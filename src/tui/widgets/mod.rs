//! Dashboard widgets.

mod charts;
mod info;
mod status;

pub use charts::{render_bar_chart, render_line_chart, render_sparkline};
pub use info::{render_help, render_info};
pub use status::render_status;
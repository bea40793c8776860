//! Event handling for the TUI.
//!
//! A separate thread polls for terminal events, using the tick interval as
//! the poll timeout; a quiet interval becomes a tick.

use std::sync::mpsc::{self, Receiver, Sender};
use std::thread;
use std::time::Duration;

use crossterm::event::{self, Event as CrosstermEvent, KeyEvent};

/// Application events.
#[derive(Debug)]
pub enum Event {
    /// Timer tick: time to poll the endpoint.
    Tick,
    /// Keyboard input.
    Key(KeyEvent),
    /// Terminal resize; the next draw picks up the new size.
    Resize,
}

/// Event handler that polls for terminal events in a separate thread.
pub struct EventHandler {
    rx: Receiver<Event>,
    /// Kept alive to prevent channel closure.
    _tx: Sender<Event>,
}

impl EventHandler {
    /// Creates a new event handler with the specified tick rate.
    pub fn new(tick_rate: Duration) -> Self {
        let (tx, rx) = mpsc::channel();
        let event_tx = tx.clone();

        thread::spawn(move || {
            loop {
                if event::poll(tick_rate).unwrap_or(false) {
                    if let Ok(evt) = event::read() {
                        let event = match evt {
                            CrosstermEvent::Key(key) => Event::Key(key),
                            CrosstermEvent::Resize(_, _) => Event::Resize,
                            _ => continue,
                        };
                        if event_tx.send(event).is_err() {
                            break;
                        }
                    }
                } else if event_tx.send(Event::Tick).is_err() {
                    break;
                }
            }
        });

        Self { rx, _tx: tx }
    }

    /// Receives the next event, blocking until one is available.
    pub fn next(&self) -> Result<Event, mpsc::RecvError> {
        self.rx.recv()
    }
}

====

[REQUIRED ACTION]: Report each line in the preceding entries that holds the string "events".

[WRITTEN RESPONSE]:
//! A separate thread polls for terminal events, using the tick interval as
/// Application events.
/// Event handler that polls for terminal events in a separate thread.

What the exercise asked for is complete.